- ASSIGNMENT
Keeping every character as it is, transcribe the entries below.

[SUPPLIED DATA]

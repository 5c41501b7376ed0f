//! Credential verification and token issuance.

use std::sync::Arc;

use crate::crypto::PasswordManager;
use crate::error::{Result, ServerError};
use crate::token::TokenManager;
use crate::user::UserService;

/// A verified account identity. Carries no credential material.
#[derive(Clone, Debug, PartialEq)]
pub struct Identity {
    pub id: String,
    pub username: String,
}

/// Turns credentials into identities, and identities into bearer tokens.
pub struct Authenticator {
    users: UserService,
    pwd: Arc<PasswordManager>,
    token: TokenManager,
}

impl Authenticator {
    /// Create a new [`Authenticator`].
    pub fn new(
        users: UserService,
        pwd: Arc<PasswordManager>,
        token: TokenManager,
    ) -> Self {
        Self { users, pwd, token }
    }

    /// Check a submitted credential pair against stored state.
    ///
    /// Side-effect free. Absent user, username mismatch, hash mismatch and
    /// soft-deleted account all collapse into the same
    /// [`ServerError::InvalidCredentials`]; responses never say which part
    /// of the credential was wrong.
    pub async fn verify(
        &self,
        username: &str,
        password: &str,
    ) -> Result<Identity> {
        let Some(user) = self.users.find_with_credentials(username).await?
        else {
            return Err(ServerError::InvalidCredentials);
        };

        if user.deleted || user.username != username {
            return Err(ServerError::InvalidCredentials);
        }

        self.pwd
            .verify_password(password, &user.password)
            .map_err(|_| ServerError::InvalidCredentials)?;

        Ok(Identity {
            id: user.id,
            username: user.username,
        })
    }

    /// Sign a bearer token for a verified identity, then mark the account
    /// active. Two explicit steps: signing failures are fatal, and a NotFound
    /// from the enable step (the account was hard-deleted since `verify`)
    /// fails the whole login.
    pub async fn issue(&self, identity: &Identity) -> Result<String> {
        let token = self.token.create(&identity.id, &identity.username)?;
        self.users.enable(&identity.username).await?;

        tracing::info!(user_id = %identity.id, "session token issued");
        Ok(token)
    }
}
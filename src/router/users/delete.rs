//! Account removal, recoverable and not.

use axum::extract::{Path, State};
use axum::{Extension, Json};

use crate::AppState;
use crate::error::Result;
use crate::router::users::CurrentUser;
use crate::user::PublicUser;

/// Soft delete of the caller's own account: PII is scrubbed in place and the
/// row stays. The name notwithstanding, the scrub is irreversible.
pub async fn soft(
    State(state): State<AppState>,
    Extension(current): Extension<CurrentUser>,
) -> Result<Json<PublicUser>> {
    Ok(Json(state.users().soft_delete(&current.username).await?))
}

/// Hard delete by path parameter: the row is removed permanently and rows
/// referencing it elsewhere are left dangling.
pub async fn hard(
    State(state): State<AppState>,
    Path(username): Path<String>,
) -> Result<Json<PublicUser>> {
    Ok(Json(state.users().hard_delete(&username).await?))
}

[/SUPPLIED DATA]

- RESPONSE AREA
repository 5c41501b7376ed0f
//! Credential verification and token issuance.

use std::sync::Arc;

use crate::crypto::PasswordManager;
use crate::error::{Result, ServerError};
use crate::token::TokenManager;
use crate::user::UserService;

/// A verified account identity. Carries no credential material.
#[derive(Clone, Debug, PartialEq)]
pub struct Identity {
    pub id: String,
    pub username: String,
}

/// Turns credentials into identities, and identities into bearer tokens.
pub struct Authenticator {
    users: UserService,
    pwd: Arc<PasswordManager>,
    token: TokenManager,
}

impl Authenticator {
    /// Create a new [`Authenticator`].
    pub fn new(
        users: UserService,
        pwd: Arc<PasswordManager>,
        token: TokenManager,
    ) -> Self {
        Self { users, pwd, token }
    }

    /// Check a submitted credential pair against stored state.
    ///
    /// Side-effect free. Absent user, username mismatch, hash mismatch and
    /// soft-deleted account all collapse into the same
    /// [`ServerError::InvalidCredentials`]; responses never say which part
    /// of the credential was wrong.
    pub async fn verify(
        &self,
        username: &str,
        password: &str,
    ) -> Result<Identity> {
        let Some(user) = self.users.find_with_credentials(username).await?
        else {
            return Err(ServerError::InvalidCredentials);
        };

        if user.deleted || user.username != username {
            return Err(ServerError::InvalidCredentials);
        }

        self.pwd
            .verify_password(password, &user.password)
            .map_err(|_| ServerError::InvalidCredentials)?;

        Ok(Identity {
            id: user.id,
            username: user.username,
        })
    }

    /// Sign a bearer token for a verified identity, then mark the account
    /// active. Two explicit steps: signing failures are fatal, and a NotFound
    /// from the enable step (the account was hard-deleted since `verify`)
    /// fails the whole login.
    pub async fn issue(&self, identity: &Identity) -> Result<String> {
        let token = self.token.create(&identity.id, &identity.username)?;
        self.users.enable(&identity.username).await?;

        tracing::info!(user_id = %identity.id, "session token issued");
        Ok(token)
    }
}
filename src/router/users/delete.rs
//! Account removal, recoverable and not.

use axum::extract::{Path, State};
use axum::{Extension, Json};

use crate::AppState;
use crate::error::Result;
use crate::router::users::CurrentUser;
use crate::user::PublicUser;

/// Soft delete of the caller's own account: PII is scrubbed in place and the
/// row stays. The name notwithstanding, the scrub is irreversible.
pub async fn soft(
    State(state): State<AppState>,
    Extension(current): Extension<CurrentUser>,
) -> Result<Json<PublicUser>> {
    Ok(Json(state.users().soft_delete(&current.username).await?))
}

/// Hard delete by path parameter: the row is removed permanently and rows
/// referencing it elsewhere are left dangling.
pub async fn hard(
    State(state): State<AppState>,
    Path(username): Path<String>,
) -> Result<Json<PublicUser>> {
    Ok(Json(state.users().hard_delete(&username).await?))
}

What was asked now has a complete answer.